_Work to be completed_: Give back the entries exactly, ending with the "use chrono::Datelike;" line.

Saved entries:
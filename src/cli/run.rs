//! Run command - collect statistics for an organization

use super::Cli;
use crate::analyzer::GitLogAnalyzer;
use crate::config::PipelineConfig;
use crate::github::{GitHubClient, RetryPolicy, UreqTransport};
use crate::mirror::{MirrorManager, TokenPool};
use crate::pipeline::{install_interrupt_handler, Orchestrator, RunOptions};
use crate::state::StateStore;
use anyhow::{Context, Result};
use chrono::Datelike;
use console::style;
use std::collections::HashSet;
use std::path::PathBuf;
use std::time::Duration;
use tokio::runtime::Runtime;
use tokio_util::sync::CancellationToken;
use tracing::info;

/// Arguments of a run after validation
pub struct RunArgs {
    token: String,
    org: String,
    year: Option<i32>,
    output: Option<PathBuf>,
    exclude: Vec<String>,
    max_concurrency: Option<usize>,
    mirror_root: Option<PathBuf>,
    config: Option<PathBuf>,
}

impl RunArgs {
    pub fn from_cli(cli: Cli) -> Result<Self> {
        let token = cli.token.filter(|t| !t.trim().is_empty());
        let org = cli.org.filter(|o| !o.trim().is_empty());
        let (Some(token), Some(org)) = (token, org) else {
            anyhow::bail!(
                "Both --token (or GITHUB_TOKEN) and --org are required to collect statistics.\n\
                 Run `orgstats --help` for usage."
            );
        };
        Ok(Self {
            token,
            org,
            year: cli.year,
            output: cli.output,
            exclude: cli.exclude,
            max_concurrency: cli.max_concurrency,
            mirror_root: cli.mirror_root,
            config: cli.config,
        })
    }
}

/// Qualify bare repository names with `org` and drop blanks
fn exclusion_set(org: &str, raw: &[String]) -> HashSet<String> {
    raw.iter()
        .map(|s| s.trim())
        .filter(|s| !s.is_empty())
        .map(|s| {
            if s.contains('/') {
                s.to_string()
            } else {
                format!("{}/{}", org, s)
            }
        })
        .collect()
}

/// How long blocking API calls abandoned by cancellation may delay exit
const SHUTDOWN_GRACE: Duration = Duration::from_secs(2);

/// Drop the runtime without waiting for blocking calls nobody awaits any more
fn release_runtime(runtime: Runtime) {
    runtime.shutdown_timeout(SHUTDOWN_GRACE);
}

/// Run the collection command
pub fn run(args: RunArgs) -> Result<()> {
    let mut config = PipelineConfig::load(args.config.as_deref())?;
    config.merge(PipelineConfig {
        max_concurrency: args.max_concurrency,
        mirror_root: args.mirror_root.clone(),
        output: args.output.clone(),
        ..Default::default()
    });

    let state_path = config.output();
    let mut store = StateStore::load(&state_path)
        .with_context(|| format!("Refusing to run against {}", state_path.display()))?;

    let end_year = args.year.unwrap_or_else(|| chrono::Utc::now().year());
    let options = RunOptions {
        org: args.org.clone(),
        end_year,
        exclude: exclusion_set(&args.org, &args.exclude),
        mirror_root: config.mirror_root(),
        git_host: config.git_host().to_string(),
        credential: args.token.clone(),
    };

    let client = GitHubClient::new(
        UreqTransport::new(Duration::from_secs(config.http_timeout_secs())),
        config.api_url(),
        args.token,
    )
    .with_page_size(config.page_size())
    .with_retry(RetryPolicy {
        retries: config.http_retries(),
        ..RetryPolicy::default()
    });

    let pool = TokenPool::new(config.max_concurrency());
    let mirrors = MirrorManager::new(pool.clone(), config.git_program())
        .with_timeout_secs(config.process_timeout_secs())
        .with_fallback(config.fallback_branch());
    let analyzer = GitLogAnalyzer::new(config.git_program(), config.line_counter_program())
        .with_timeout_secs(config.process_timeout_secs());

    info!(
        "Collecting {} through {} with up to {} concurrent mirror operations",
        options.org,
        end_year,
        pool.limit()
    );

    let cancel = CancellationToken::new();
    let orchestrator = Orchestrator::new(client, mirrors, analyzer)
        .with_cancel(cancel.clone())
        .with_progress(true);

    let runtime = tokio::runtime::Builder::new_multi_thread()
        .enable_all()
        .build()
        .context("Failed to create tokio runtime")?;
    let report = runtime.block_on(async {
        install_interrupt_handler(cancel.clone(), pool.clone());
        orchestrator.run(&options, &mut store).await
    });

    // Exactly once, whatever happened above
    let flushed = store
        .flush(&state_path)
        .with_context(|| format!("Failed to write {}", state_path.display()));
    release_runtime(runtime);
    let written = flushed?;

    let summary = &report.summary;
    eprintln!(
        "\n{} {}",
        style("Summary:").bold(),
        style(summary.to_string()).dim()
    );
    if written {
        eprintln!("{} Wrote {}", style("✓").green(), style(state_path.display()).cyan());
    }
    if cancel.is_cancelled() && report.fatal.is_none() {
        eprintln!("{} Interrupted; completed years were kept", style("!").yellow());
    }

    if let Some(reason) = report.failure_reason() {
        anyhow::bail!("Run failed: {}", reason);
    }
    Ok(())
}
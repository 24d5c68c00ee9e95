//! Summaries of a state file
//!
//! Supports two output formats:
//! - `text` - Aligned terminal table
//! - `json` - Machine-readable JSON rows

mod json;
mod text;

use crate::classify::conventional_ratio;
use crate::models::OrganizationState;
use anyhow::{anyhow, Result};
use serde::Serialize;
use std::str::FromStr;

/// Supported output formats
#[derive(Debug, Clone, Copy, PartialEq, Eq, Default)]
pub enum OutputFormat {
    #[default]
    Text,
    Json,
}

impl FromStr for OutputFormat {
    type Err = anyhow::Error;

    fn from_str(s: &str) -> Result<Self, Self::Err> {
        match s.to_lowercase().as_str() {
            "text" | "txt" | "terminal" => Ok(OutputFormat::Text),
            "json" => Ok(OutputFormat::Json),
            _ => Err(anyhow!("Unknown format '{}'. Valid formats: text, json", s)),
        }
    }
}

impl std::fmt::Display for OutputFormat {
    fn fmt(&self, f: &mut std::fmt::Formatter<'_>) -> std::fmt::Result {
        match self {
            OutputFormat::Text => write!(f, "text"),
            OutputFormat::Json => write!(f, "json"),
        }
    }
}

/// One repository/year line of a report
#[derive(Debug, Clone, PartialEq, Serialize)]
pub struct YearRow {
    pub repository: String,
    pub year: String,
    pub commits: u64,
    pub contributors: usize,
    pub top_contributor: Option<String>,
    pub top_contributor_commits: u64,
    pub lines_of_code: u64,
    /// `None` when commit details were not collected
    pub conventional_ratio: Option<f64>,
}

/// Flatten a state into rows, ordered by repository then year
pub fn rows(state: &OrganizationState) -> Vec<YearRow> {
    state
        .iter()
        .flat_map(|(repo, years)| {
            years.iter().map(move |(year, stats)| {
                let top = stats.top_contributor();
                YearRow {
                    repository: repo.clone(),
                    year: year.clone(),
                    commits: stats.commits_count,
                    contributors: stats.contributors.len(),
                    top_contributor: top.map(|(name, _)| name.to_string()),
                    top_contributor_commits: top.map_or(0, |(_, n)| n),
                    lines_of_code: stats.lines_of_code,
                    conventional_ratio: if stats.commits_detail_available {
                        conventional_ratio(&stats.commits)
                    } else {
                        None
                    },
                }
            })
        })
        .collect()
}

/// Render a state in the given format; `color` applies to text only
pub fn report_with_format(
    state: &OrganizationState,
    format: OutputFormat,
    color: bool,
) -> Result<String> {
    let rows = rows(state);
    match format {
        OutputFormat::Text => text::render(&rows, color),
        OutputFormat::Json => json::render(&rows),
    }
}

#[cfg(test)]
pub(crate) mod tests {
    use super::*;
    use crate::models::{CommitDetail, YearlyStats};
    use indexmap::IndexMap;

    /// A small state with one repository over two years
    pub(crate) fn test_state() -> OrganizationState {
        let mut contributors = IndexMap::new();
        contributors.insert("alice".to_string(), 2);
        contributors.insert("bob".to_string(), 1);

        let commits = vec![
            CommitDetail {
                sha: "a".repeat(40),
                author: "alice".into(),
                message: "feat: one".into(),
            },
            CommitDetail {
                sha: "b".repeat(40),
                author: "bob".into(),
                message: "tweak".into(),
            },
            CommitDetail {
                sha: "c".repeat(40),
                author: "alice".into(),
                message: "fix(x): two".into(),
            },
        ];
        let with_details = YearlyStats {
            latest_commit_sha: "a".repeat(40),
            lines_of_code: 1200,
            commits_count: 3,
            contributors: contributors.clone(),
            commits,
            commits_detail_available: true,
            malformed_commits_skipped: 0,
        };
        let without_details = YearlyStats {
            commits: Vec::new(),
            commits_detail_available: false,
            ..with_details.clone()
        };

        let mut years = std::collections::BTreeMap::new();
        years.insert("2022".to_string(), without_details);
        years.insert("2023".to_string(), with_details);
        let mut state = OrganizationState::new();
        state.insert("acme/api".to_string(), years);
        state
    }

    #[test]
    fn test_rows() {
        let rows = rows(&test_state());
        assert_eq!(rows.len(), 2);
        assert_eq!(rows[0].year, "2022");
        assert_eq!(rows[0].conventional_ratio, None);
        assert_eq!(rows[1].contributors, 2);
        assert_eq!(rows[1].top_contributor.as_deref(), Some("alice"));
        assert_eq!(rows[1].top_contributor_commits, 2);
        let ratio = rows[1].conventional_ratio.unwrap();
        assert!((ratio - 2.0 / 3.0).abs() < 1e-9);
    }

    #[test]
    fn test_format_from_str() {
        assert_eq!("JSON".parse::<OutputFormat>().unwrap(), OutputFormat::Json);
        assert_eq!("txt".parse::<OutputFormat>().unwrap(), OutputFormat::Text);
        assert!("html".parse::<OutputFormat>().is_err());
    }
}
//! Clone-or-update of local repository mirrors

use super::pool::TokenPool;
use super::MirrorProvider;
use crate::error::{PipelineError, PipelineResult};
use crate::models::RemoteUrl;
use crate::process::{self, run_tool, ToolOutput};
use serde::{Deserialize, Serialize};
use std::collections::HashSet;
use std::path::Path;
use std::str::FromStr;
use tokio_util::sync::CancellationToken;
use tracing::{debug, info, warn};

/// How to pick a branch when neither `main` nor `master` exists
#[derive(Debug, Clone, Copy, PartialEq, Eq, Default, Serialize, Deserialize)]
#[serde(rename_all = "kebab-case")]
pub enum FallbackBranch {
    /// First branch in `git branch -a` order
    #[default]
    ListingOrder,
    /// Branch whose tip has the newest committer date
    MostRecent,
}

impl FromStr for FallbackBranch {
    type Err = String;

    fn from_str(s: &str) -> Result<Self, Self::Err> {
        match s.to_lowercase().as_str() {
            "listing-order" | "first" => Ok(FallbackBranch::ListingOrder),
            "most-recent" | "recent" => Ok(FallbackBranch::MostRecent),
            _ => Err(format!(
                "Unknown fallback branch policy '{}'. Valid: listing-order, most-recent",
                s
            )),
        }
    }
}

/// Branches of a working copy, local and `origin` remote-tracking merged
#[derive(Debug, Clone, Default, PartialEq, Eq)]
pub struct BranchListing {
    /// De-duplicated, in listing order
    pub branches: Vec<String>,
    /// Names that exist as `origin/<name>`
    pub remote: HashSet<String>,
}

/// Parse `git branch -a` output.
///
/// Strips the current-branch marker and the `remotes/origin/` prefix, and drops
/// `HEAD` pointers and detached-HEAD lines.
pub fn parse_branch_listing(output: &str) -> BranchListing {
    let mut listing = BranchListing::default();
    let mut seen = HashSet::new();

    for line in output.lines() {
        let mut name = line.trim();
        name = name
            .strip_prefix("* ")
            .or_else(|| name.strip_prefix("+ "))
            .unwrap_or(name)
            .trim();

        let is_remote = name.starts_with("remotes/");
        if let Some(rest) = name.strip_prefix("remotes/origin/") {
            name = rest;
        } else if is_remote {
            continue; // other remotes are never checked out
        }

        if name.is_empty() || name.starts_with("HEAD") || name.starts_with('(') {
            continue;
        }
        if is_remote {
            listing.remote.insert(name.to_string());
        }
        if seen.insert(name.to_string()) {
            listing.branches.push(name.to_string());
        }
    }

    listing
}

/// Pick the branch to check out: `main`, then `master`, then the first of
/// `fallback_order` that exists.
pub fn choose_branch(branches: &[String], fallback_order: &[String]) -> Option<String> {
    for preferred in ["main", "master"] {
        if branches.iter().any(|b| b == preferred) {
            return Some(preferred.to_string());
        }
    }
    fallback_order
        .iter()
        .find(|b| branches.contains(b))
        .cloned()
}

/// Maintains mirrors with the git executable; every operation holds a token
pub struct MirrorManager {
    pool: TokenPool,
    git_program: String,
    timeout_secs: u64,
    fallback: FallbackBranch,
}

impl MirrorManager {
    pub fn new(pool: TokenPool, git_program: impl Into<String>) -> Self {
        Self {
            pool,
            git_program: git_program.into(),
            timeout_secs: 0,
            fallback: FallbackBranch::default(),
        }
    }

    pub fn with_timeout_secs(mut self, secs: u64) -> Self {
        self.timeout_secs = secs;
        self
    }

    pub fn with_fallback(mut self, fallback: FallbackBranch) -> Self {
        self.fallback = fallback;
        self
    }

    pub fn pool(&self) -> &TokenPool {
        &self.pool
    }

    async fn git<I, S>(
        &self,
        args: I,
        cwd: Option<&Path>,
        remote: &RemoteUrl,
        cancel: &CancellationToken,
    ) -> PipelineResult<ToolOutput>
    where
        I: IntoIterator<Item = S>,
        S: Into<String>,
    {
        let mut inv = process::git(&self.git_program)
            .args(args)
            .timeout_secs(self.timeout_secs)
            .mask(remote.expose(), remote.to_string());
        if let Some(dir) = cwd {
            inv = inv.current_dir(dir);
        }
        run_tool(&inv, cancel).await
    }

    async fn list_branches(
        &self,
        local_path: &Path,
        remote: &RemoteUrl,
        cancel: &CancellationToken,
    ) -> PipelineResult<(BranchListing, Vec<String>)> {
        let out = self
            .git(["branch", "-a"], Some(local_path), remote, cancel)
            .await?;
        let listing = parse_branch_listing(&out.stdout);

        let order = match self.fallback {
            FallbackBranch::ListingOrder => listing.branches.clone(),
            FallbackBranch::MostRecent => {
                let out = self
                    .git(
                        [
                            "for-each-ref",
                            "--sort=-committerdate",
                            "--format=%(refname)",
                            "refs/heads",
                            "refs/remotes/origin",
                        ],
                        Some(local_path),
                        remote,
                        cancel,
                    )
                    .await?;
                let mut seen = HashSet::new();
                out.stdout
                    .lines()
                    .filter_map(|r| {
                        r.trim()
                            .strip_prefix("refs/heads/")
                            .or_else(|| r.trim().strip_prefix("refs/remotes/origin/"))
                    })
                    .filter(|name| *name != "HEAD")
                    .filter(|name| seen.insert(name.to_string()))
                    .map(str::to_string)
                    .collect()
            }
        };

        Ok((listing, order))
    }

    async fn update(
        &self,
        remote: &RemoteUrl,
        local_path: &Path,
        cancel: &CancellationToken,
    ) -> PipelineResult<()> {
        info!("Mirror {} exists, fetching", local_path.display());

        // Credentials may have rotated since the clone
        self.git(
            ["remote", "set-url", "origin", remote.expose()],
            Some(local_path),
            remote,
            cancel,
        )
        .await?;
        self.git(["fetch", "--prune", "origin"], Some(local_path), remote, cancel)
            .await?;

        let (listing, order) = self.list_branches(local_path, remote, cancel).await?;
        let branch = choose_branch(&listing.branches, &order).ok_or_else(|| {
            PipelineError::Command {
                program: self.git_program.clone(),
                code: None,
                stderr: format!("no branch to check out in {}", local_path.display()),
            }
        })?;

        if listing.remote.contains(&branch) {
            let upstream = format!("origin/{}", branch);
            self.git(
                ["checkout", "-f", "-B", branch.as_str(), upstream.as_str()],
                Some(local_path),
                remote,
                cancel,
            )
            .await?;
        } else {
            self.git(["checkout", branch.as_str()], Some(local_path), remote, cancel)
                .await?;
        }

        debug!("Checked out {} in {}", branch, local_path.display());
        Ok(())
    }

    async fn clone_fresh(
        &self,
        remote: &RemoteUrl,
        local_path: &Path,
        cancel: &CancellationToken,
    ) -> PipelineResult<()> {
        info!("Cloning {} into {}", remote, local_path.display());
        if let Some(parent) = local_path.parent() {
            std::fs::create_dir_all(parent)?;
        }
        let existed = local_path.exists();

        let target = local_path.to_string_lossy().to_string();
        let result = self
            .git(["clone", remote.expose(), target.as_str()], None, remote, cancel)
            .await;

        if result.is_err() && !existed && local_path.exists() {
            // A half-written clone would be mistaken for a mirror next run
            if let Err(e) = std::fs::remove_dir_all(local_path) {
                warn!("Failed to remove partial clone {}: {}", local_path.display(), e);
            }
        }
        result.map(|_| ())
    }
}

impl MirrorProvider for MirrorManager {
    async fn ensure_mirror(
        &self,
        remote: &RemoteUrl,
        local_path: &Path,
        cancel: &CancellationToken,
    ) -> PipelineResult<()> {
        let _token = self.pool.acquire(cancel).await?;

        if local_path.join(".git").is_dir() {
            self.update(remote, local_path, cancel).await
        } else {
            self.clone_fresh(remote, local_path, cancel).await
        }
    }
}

_Solution below_:
filename src/cli/run.rs
//! Run command - collect statistics for an organization

use super::Cli;
use crate::analyzer::GitLogAnalyzer;
use crate::config::PipelineConfig;
use crate::github::{GitHubClient, RetryPolicy, UreqTransport};
use crate::mirror::{MirrorManager, TokenPool};
use crate::pipeline::{install_interrupt_handler, Orchestrator, RunOptions};
use crate::state::StateStore;
use anyhow::{Context, Result};
use chrono::Datelike;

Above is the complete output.